Aktualna pogoda w Grecji. W następnych dniach prognozuje się opady deszczu.
Premier Grecji Aleksis Tsipras ogłosił we wtorek trzydniową żałobę po tym jak w tragicznych pożarach zginęło co najmniej 60 osób. Wśród ofiar jest dwoje Polaków.
Wszystko wskazuje na to, że najbardziej ucierpiało portowe miasto Rafina, które jest położone ok. 20 km na wschód od Aten. W pobliżu tej miejscowości pracownicy Czerwonego Krzyża odkryli 26 ciał.
W nocy Grecja wysłała prośbę do Komisji Europejskiej w związku z tragicznymi pożarami o przysłanie samolotów i strażaków. Zgodnie z procedurami KE skierowała apel o pomoc do krajów członkowskich. Jako jeden z pierwszych odpowiedział Cypr.
Pan Minister Joachim Brudziński zapewnił mnie przed chwilą, że do Grecji pojadą dwa zespoły modułowe Państwowej Straży Pożarnej podobne do tych wysłancyh do Szwecji celem wsparcia akcji ratunkowo-gaśniczej.

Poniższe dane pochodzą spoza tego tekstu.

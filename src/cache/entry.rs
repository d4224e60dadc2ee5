//! Cache entry wrapper carrying payload bytes and access statistics.

use chrono::{DateTime, Utc};
use std::sync::atomic::{AtomicI64, AtomicU64, Ordering};
use std::sync::Arc;
use std::time::Duration;

/// One cached value as stored in L1
///
/// The payload holds the serialized (and possibly compressed) bytes. Access
/// statistics live behind shared atomics so reads can touch the entry without
/// swapping the containing map. Entries expire by TTL or explicit
/// invalidation; they are never persisted beyond their tier.
#[derive(Debug, Clone)]
pub struct CacheEntry {
    pub payload: Arc<Vec<u8>>,
    pub created_at: DateTime<Utc>,
    pub ttl: Duration,
    pub compressed: bool,
    /// Serialized size before compression
    pub size: usize,
    access_count: Arc<AtomicU64>,
    last_access_ms: Arc<AtomicI64>,
}

impl CacheEntry {
    pub fn new(payload: Vec<u8>, size: usize, compressed: bool, ttl: Duration) -> Self {
        let now = Utc::now();
        Self {
            payload: Arc::new(payload),
            created_at: now,
            ttl,
            compressed,
            size,
            access_count: Arc::new(AtomicU64::new(0)),
            last_access_ms: Arc::new(AtomicI64::new(now.timestamp_millis())),
        }
    }

    pub fn is_expired(&self, now: DateTime<Utc>) -> bool {
        let age = now.signed_duration_since(self.created_at);
        age.num_milliseconds() >= self.ttl.as_millis() as i64
    }

    /// Record a read without mutating the containing map
    pub fn touch(&self) {
        self.access_count.fetch_add(1, Ordering::Relaxed);
        self.last_access_ms
            .store(Utc::now().timestamp_millis(), Ordering::Relaxed);
    }

    pub fn access_count(&self) -> u64 {
        self.access_count.load(Ordering::Relaxed)
    }

    pub fn last_access_ms(&self) -> i64 {
        self.last_access_ms.load(Ordering::Relaxed)
    }
}
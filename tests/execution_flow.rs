//! End-to-end execution behavior: branching, delays, dedup, rate limits, and
//! failure handling.

mod common;

use chrono::{DateTime, Duration as ChronoDuration, Utc};
use common::*;
use pulseflow::workflow::types::{AnalyticsRange, ExecutionStatus, StepStatus, WorkflowStatus};
use pulseflow::EngineError;
use serde_json::Value;

async fn wait_for_execution_status(h: &TestHarness, execution_id: &str, status: ExecutionStatus) {
    let reached = wait_until(|| async {
        h.service
            .store()
            .get_execution(execution_id)
            .await
            .unwrap()
            .is_some_and(|e| e.status == status)
    })
    .await;
    assert!(reached, "execution never reached {status:?}");
}

async fn wait_for_step_status(h: &TestHarness, execution_id: &str, step_id: &str, status: StepStatus) {
    let reached = wait_until(|| async {
        h.service
            .store()
            .get_step(execution_id, step_id)
            .await
            .unwrap()
            .is_some_and(|s| s.status == status)
    })
    .await;
    assert!(reached, "step {step_id} never reached {status:?}");
}

#[tokio::test]
async fn branching_execution_takes_the_yes_path() {
    let h = harness().await;
    h.directory.add_contact(contact("c1", "pro")).await;
    let workflow = h.service.workflows().create(&branching_spec("u1")).await.unwrap();

    let execution = h
        .service
        .engine()
        .start_execution(&workflow.id, "c1", serde_json::json!({"source": "signup"}))
        .await
        .unwrap();
    assert_eq!(execution.status, ExecutionStatus::Running);
    assert_eq!(execution.complexity, 5.5);

    wait_for_execution_status(&h, &execution.id, ExecutionStatus::Completed).await;

    let steps = h.service.store().list_steps(&execution.id).await.unwrap();
    let status_of = |id: &str| steps.iter().find(|s| s.step_id == id).unwrap().status;
    assert_eq!(status_of("t1"), StepStatus::Completed);
    assert_eq!(status_of("c1"), StepStatus::Completed);
    assert_eq!(status_of("m_pro"), StepStatus::Completed);
    assert_eq!(status_of("m_free"), StepStatus::Pending, "NO branch untaken");

    let sent = h.sender.sent().await;
    assert_eq!(sent.len(), 1);
    assert_eq!(sent[0].subject.as_deref(), Some("Hi Ada"));
    assert_eq!(sent[0].recipient, "c1@example.com");

    // Every step output landed in the persisted context document
    let (document, version) = h
        .service
        .store()
        .load_context(&execution.id)
        .await
        .unwrap()
        .unwrap();
    assert!(version >= 3, "one CAS write per executed step");
    assert_eq!(document["step_outputs"]["c1"]["condition_met"], Value::Bool(true));
    assert!(document["step_outputs"]["m_pro"]["tracking_id"]
        .as_str()
        .is_some_and(|t| t.starts_with("msg-")));
    assert_eq!(document["variables"]["source"], Value::String("signup".into()));
}

#[tokio::test]
async fn free_plan_contact_takes_the_no_path() {
    let h = harness().await;
    h.directory.add_contact(contact("c2", "free")).await;
    let workflow = h.service.workflows().create(&branching_spec("u1")).await.unwrap();

    let execution = h
        .service
        .engine()
        .start_execution(&workflow.id, "c2", Value::Null)
        .await
        .unwrap();
    wait_for_execution_status(&h, &execution.id, ExecutionStatus::Completed).await;

    let sent = h.sender.sent().await;
    assert_eq!(sent.len(), 1);
    assert_eq!(sent[0].body, "Upgrade today, Ada!");
}

#[tokio::test]
async fn delay_parks_the_step_with_an_absolute_fire_time() {
    let h = harness().await;
    h.directory.add_contact(contact("c1", "pro")).await;
    let workflow = h.service.workflows().create(&delayed_spec("u1")).await.unwrap();

    let execution = h
        .service
        .engine()
        .start_execution(&workflow.id, "c1", Value::Null)
        .await
        .unwrap();

    wait_for_step_status(&h, &execution.id, "d1", StepStatus::Scheduled).await;

    let step = h
        .service
        .store()
        .get_step(&execution.id, "d1")
        .await
        .unwrap()
        .unwrap();
    let fire_at: DateTime<Utc> = step.scheduled_for.unwrap().parse().unwrap();
    let expected = Utc::now() + ChronoDuration::hours(2);
    assert!((fire_at - expected).num_seconds().abs() < 60);

    // Execution stays open while the branch is parked
    let execution = h
        .service
        .store()
        .get_execution(&execution.id)
        .await
        .unwrap()
        .unwrap();
    assert_eq!(execution.status, ExecutionStatus::Running);
    assert!(h.sender.sent().await.is_empty());
}

#[tokio::test]
async fn resumed_delay_continues_downstream() {
    let h = harness().await;
    h.directory.add_contact(contact("c1", "pro")).await;
    let workflow = h.service.workflows().create(&delayed_spec("u1")).await.unwrap();

    let execution = h
        .service
        .engine()
        .start_execution(&workflow.id, "c1", Value::Null)
        .await
        .unwrap();
    wait_for_step_status(&h, &execution.id, "d1", StepStatus::Scheduled).await;

    // Fire the continuation directly instead of sleeping out the delay
    h.service
        .engine()
        .execute_step(&execution.id, "d1")
        .await
        .unwrap();

    wait_for_execution_status(&h, &execution.id, ExecutionStatus::Completed).await;

    let (document, _) = h
        .service
        .store()
        .load_context(&execution.id)
        .await
        .unwrap()
        .unwrap();
    assert_eq!(
        document["step_outputs"]["d1"]["delay_completed"],
        Value::Bool(true)
    );
    assert_eq!(h.sender.sent().await.len(), 1);
}

#[tokio::test]
async fn long_delay_splits_the_run_into_done_parked_and_pending() {
    use pulseflow::workflow::types::{ConditionType, NodeType, WorkflowSpec};
    use serde_json::json;

    // trigger -> message -> delay(1 day) -> engagement condition -> message
    let spec = WorkflowSpec {
        name: "re-engagement".to_string(),
        description: None,
        status: WorkflowStatus::Active,
        user_id: "u1".to_string(),
        nodes: vec![
            node("t1", NodeType::Trigger, json!({})),
            node("m1", NodeType::MessageSend, json!({"body": "Welcome!"})),
            node("d1", NodeType::Delay, json!({"amount": 1, "unit": "days"})),
            node(
                "c1",
                NodeType::Condition,
                json!({
                    "condition_type": "contact_property",
                    "property": "engaged",
                    "operator": "equals",
                    "value": true,
                }),
            ),
            node("m2", NodeType::MessageSend, json!({"body": "Still engaged!"})),
        ],
        connections: vec![
            connect("e1", "t1", "m1", ConditionType::Always),
            connect("e2", "m1", "d1", ConditionType::Always),
            connect("e3", "d1", "c1", ConditionType::Always),
            connect("e4", "c1", "m2", ConditionType::Yes),
        ],
        triggers: vec![trigger("tr1", "t1")],
    };

    let h = harness().await;
    h.directory.add_contact(contact("c1", "pro")).await;
    let workflow = h.service.workflows().create(&spec).await.unwrap();

    let execution = h
        .service
        .engine()
        .start_execution(&workflow.id, "c1", Value::Null)
        .await
        .unwrap();

    wait_for_step_status(&h, &execution.id, "d1", StepStatus::Scheduled).await;

    let steps = h.service.store().list_steps(&execution.id).await.unwrap();
    assert_eq!(steps.len(), 5);
    let status_of = |id: &str| steps.iter().find(|s| s.step_id == id).unwrap().status;
    assert_eq!(status_of("t1"), StepStatus::Completed);
    assert_eq!(status_of("m1"), StepStatus::Completed);
    assert_eq!(status_of("d1"), StepStatus::Scheduled);
    assert_eq!(status_of("c1"), StepStatus::Pending);
    assert_eq!(status_of("m2"), StepStatus::Pending);

    assert_eq!(h.sender.sent().await.len(), 1, "only the first message went out");
}

#[tokio::test]
async fn duplicate_start_returns_the_open_execution() {
    let h = harness().await;
    h.directory.add_contact(contact("c1", "pro")).await;
    let workflow = h.service.workflows().create(&delayed_spec("u1")).await.unwrap();

    let first = h
        .service
        .engine()
        .start_execution(&workflow.id, "c1", Value::Null)
        .await
        .unwrap();
    wait_for_step_status(&h, &first.id, "d1", StepStatus::Scheduled).await;

    let second = h
        .service
        .engine()
        .start_execution(&workflow.id, "c1", Value::Null)
        .await
        .unwrap();
    assert_eq!(second.id, first.id);

    // The duplicate start neither re-fired the trigger nor duplicated steps
    let definition = h
        .service
        .store()
        .get_definition(&workflow.id, false)
        .await
        .unwrap()
        .unwrap();
    assert_eq!(definition.triggers[0].fire_count, 1);
    assert_eq!(h.service.store().list_steps(&first.id).await.unwrap().len(), 3);
}

#[tokio::test]
async fn concurrent_starts_share_one_execution() {
    let h = harness().await;
    h.directory.add_contact(contact("c1", "pro")).await;
    let workflow = h.service.workflows().create(&delayed_spec("u1")).await.unwrap();

    // Both starts race past the dedup read; the unique index on non-terminal
    // (workflow, contact) executions lets only one row land
    let (first, second) = tokio::join!(
        h.service
            .engine()
            .start_execution(&workflow.id, "c1", Value::Null),
        h.service
            .engine()
            .start_execution(&workflow.id, "c1", Value::Null),
    );
    let first = first.unwrap();
    let second = second.unwrap();
    assert_eq!(first.id, second.id, "both starts must observe one execution");

    let open: (i64,) = sqlx::query_as(
        "SELECT COUNT(*) FROM executions \
         WHERE workflow_id = ? AND contact_id = ? AND status IN ('pending', 'running')",
    )
    .bind(&workflow.id)
    .bind("c1")
    .fetch_one(h.service.store().pool())
    .await
    .unwrap();
    assert_eq!(open.0, 1);
}

#[tokio::test]
async fn rate_limited_duplicate_still_returns_the_open_execution() {
    let mut config = test_config();
    config.rate_limits.contact_starts_per_hour = 1;
    let h = harness_with_config(config).await;
    h.directory.add_contact(contact("c1", "pro")).await;
    let workflow = h.service.workflows().create(&delayed_spec("u1")).await.unwrap();

    let first = h
        .service
        .engine()
        .start_execution(&workflow.id, "c1", Value::Null)
        .await
        .unwrap();
    wait_for_step_status(&h, &first.id, "d1", StepStatus::Scheduled).await;

    // The allowance is spent, but dedup resolves before the limiter runs
    let second = h
        .service
        .engine()
        .start_execution(&workflow.id, "c1", Value::Null)
        .await
        .unwrap();
    assert_eq!(second.id, first.id);
}

#[tokio::test]
async fn contact_start_limiter_rejects_without_side_effects() {
    let mut config = test_config();
    config.rate_limits.contact_starts_per_hour = 1;
    let h = harness_with_config(config).await;
    h.directory.add_contact(contact("c1", "pro")).await;

    let first_wf = h.service.workflows().create(&branching_spec("u1")).await.unwrap();
    let mut other = branching_spec("u1");
    other.name = "second".to_string();
    let second_wf = h.service.workflows().create(&other).await.unwrap();

    h.service
        .engine()
        .start_execution(&first_wf.id, "c1", Value::Null)
        .await
        .unwrap();

    let rejected = h
        .service
        .engine()
        .start_execution(&second_wf.id, "c1", Value::Null)
        .await;
    assert!(matches!(
        rejected,
        Err(EngineError::RateLimitExceeded { ref limiter }) if limiter == "wf_start:contact:c1"
    ));

    // No execution row was created for the rejected start
    assert!(h
        .service
        .store()
        .find_active_execution(&second_wf.id, "c1")
        .await
        .unwrap()
        .is_none());
}

#[tokio::test]
async fn provider_failure_fails_step_and_execution() {
    let h = harness().await;
    h.directory.add_contact(contact("c1", "pro")).await;
    let workflow = h.service.workflows().create(&branching_spec("u1")).await.unwrap();

    h.sender.fail_next();
    let execution = h
        .service
        .engine()
        .start_execution(&workflow.id, "c1", Value::Null)
        .await
        .unwrap();

    wait_for_execution_status(&h, &execution.id, ExecutionStatus::Failed).await;

    let step = h
        .service
        .store()
        .get_step(&execution.id, "m_pro")
        .await
        .unwrap()
        .unwrap();
    assert_eq!(step.status, StepStatus::Failed);
    assert!(step
        .error_message
        .is_some_and(|m| m.contains("provider rejected")));
}

#[tokio::test]
async fn inactive_workflow_cannot_start() {
    let h = harness().await;
    h.directory.add_contact(contact("c1", "pro")).await;

    let mut spec = branching_spec("u1");
    spec.status = WorkflowStatus::Draft;
    let workflow = h.service.workflows().create(&spec).await.unwrap();

    let result = h
        .service
        .engine()
        .start_execution(&workflow.id, "c1", Value::Null)
        .await;
    assert!(matches!(result, Err(EngineError::InvalidWorkflow(_))));
}

#[tokio::test]
async fn missing_contact_rejected_before_any_state() {
    let h = harness().await;
    let workflow = h.service.workflows().create(&branching_spec("u1")).await.unwrap();

    let result = h
        .service
        .engine()
        .start_execution(&workflow.id, "ghost", Value::Null)
        .await;
    assert!(matches!(result, Err(EngineError::ContactNotFound(_))));
}

#[tokio::test]
async fn analytics_reflect_completed_runs_and_update_the_score() {
    let h = harness().await;
    h.directory.add_contact(contact("c1", "pro")).await;
    let workflow = h.service.workflows().create(&branching_spec("u1")).await.unwrap();

    let execution = h
        .service
        .engine()
        .start_execution(&workflow.id, "c1", Value::Null)
        .await
        .unwrap();
    wait_for_execution_status(&h, &execution.id, ExecutionStatus::Completed).await;

    let report = h
        .service
        .workflows()
        .analytics(&workflow.id, AnalyticsRange::Day)
        .await
        .unwrap();
    assert_eq!(report.total_executions, 1);
    assert_eq!(report.completed, 1);
    assert_eq!(report.completion_rate, 1.0);
    assert_eq!(report.error_rate, 0.0);
    assert!(report.performance_score > 0.9, "fast run scores near 1.0");

    // Score written back for performance-sorted listing
    let row: (f64,) = sqlx::query_as("SELECT performance_score FROM workflows WHERE id = ?")
        .bind(&workflow.id)
        .fetch_one(h.service.store().pool())
        .await
        .unwrap();
    assert!(row.0 > 0.9);

    assert!(matches!(
        h.service
            .workflows()
            .analytics("missing", AnalyticsRange::Week)
            .await,
        Err(EngineError::WorkflowNotFound(_))
    ));
}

MSZ apeluje do Polaków przebywających w Grecji o zachowanie szczególnej ostrożności.
W ambasadzie RP w Atenach powołano zespół zajmujący się pomocą polskim obywatelom. Wśród ofiar śmiertelnych kataklizmu jest dwoje Polaków.
Jak wynika z nieoficjalnych informacji, bilans ofiar śmiertelnych wzrósł do 65. W wyniku pożarów 156 osób zostało rannych, 11 jest w stanie krytycznym. Wśród rannych jest 23 dzieci.